人の苦労を一言で…言い返す気力もなく私は綺麗になった床に座り込む。ナルトといえば綺麗になった家を見て回っている。疲れ知らずが本気で羨ましい。
……母ちゃん呼ばわりされて怒っているはずなのに、なのに、ナルトのことは何だか放っておけない。ナルトの笑顔1つで許してしまっている私がいる。この感情は初めての感情。ミナトといてる時とは違う……そうまるで、子どもを愛しているような。子どもなんていないから分からないけど、なんとなく…
そんなわけないか、歳も変わらないナルトに。これは一時でもお世話になるという礼儀だってばね!!と、心の中で言い聞かせた。



◇◇◇


カップラーメンしかなかったナルトの家に食材がきた。

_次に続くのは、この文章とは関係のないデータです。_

//! Session state and core simulation types
//!
//! Everything the host shell reads between frames lives here.

use glam::Vec2;

use super::camera::CameraRig;
use super::player::{Player, Pose};
use super::spawner::PlatformSpawner;
use crate::audio::SoundCue;
use crate::consts::*;
use crate::tuning::Tuning;

/// How a run ended
#[derive(Debug, Clone, Copy, PartialEq, Eq)]
pub enum EndOutcome {
    /// Player reached the winning platform
    Victory,
    /// Player left the screen while the run was live
    Defeat,
}

/// Current phase of a session
#[derive(Debug, Clone, Copy, PartialEq, Eq)]
pub enum GamePhase {
    /// Between sessions, waiting for a start
    Idle,
    /// Active climb
    Playing,
    /// Run over; terminal side effects have fired exactly once
    Ended(EndOutcome),
}

impl GamePhase {
    /// Terminal-transition guard: once ended, end processing is a no-op
    pub fn is_ended(&self) -> bool {
        matches!(self, GamePhase::Ended(_))
    }
}

/// Surface categories reported by the collision pass
#[derive(Debug, Clone, Copy, PartialEq, Eq)]
pub enum SurfaceTag {
    Ground,
    WinPlatform,
}

/// Platform kinds
#[derive(Debug, Clone, Copy, PartialEq, Eq)]
pub enum PlatformKind {
    Normal,
    Winning,
}

impl PlatformKind {
    pub fn surface_tag(self) -> SurfaceTag {
        match self {
            PlatformKind::Normal => SurfaceTag::Ground,
            PlatformKind::Winning => SurfaceTag::WinPlatform,
        }
    }
}

/// A platform entity
#[derive(Debug, Clone, Copy, PartialEq)]
pub struct Platform {
    pub id: u32,
    pub kind: PlatformKind,
    pub pos: Vec2,
    pub width: f32,
}

impl Platform {
    /// World Y where a landing player's position snaps to
    pub fn top_y(&self) -> f32 {
        self.pos.y + PLATFORM_HEIGHT * PLATFORM_TOP_FACTOR
    }

    pub fn half_extents(&self) -> Vec2 {
        Vec2::new(self.width / 2.0, PLATFORM_HEIGHT / 2.0)
    }
}

/// Particle effects the host instantiates
#[derive(Debug, Clone, Copy, PartialEq, Eq)]
pub enum EffectKind {
    /// Puff under the feet on every jump
    JumpDust,
    /// Kicked up when a grounded run reverses to the right
    RunDustLeft,
    /// Kicked up when a grounded run reverses to the left
    RunDustRight,
}

/// Side effects for the host shell, drained once per frame
#[derive(Debug, Clone, Copy, PartialEq)]
pub enum GameEvent {
    /// Play a sound cue through the host mixer
    Sound(SoundCue),
    /// Fire a named animation trigger
    Pose(Pose),
    /// Instantiate a particle effect at a world position
    Effect { kind: EffectKind, pos: Vec2 },
    /// A platform entity came into existence
    PlatformSpawned { id: u32, kind: PlatformKind, pos: Vec2 },
    /// All spawned platform entities were destroyed
    PlatformsCleared,
}

/// Screen/viewport mapper between world and screen coordinates.
/// Screen origin is bottom-left, y up, matching the host's convention.
#[derive(Debug, Clone, Copy)]
pub struct Viewport {
    /// Screen width in pixels
    pub width: f32,
    /// Screen height in pixels
    pub height: f32,
    /// Height of the visible world slice in world units
    pub world_height: f32,
}

impl Viewport {
    pub fn new(width: f32, height: f32, world_height: f32) -> Self {
        assert!(
            width > 0.0 && height > 0.0 && world_height > 0.0,
            "viewport dimensions must be positive"
        );
        Self {
            width,
            height,
            world_height,
        }
    }

    /// Width of the visible world slice, from the screen aspect ratio
    pub fn world_width(&self) -> f32 {
        self.world_height * self.width / self.height
    }

    pub fn world_to_screen(&self, world: Vec2, camera: Vec2) -> Vec2 {
        Vec2::new(
            ((world.x - camera.x) / self.world_width() + 0.5) * self.width,
            ((world.y - camera.y) / self.world_height + 0.5) * self.height,
        )
    }

    pub fn screen_to_world(&self, screen: Vec2, camera: Vec2) -> Vec2 {
        Vec2::new(
            (screen.x / self.width - 0.5) * self.world_width() + camera.x,
            (screen.y / self.height - 0.5) * self.world_height + camera.y,
        )
    }
}

impl Default for Viewport {
    fn default() -> Self {
        Self::new(800.0, 600.0, 10.0)
    }
}

/// Level and altitude tracking across a session
#[derive(Debug, Clone, Copy, PartialEq)]
pub struct LevelProgress {
    /// 1-based level counter; advances on victory + continue
    pub current_level: u32,
    /// Platform budget for the current session
    pub platform_count_max: u32,
    /// Best altitude reached this level (world units above the start)
    pub highest_altitude: f32,
}

/// Fixed scene layout: the launch platform and the player's spawn on it
const LAUNCH_PLATFORM_POS: Vec2 = Vec2::new(0.0, -3.0);
const PLAYER_START: Vec2 = Vec2::new(0.0, -2.8);

/// Complete session state
#[derive(Debug, Clone)]
pub struct GameState {
    /// Run seed for reproducible platform layouts
    pub seed: u64,
    /// Fixed-tick counter
    pub time_ticks: u64,
    pub phase: GamePhase,
    /// Survives the reset gap so the continue-flow can scale the next session
    pub(crate) was_victory: bool,
    /// A reset sequence is waiting on the camera return tween
    pub(crate) reset_pending: bool,
    pub progress: LevelProgress,
    pub viewport: Viewport,
    pub tuning: Tuning,
    pub player: Player,
    pub camera: CameraRig,
    pub spawner: PlatformSpawner,
    /// Scene-fixed launch platform; never destroyed by spawner resets
    pub launch_platform: Platform,
    /// Trigger overlaps active last tick, diffed for enter/exit delivery
    pub(crate) contacts: Vec<(u32, SurfaceTag)>,
    pub(crate) events: Vec<GameEvent>,
}

impl GameState {
    /// Create a session. Panics on invalid wiring (bad tuning or viewport);
    /// a session that cannot run is a construction bug, not a runtime case.
    pub fn new(seed: u64, tuning: Tuning, viewport: Viewport) -> Self {
        tuning.validate();

        Self {
            seed,
            time_ticks: 0,
            phase: GamePhase::Idle,
            was_victory: false,
            reset_pending: false,
            progress: LevelProgress {
                current_level: 1,
                platform_count_max: tuning.spawn.starting_platform_count,
                highest_altitude: 0.0,
            },
            viewport,
            tuning,
            player: Player::new(PLAYER_START),
            camera: CameraRig::new(Vec2::ZERO),
            spawner: PlatformSpawner::new(
                seed,
                tuning.spawn.camera_delta_threshold,
                0.0,
                tuning.spawn.starting_platform_count,
            ),
            launch_platform: Platform {
                id: 0,
                kind: PlatformKind::Normal,
                pos: LAUNCH_PLATFORM_POS,
                width: LAUNCH_PLATFORM_WIDTH,
            },
            contacts: Vec::new(),
            events: Vec::new(),
        }
    }

    /// Drain the events accumulated since the last drain
    pub fn take_events(&mut self) -> Vec<GameEvent> {
        std::mem::take(&mut self.events)
    }

    /// All live platforms: the launch platform plus everything spawned
    pub fn platforms(&self) -> impl Iterator<Item = &Platform> {
        std::iter::once(&self.launch_platform).chain(self.spawner.platforms().iter())
    }
}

自炊はほぼしないようで調味料なども買う必要がありなかなかの買い物量になった。
掃除、買い物に時間が掛かった為、今晩はさっと手軽に簡単なものを作った。簡単なものだけれど野菜が苦手だと話すナルトについつい栄養面も考えて作ってしまったのだから私もつくづくお人好しだと思う。


「これも…もぐもぐ、これも…すっげー美味いってばよ!!!」

「!…あ、当り前だってばね」


私の作った料理を美味しそうに食べるナルト。そんなナルトの髪と瞳を見てミナトと同じ色だとしみじみ見る。それによく見れば顔立ちは私に似てなくもないかもしれない。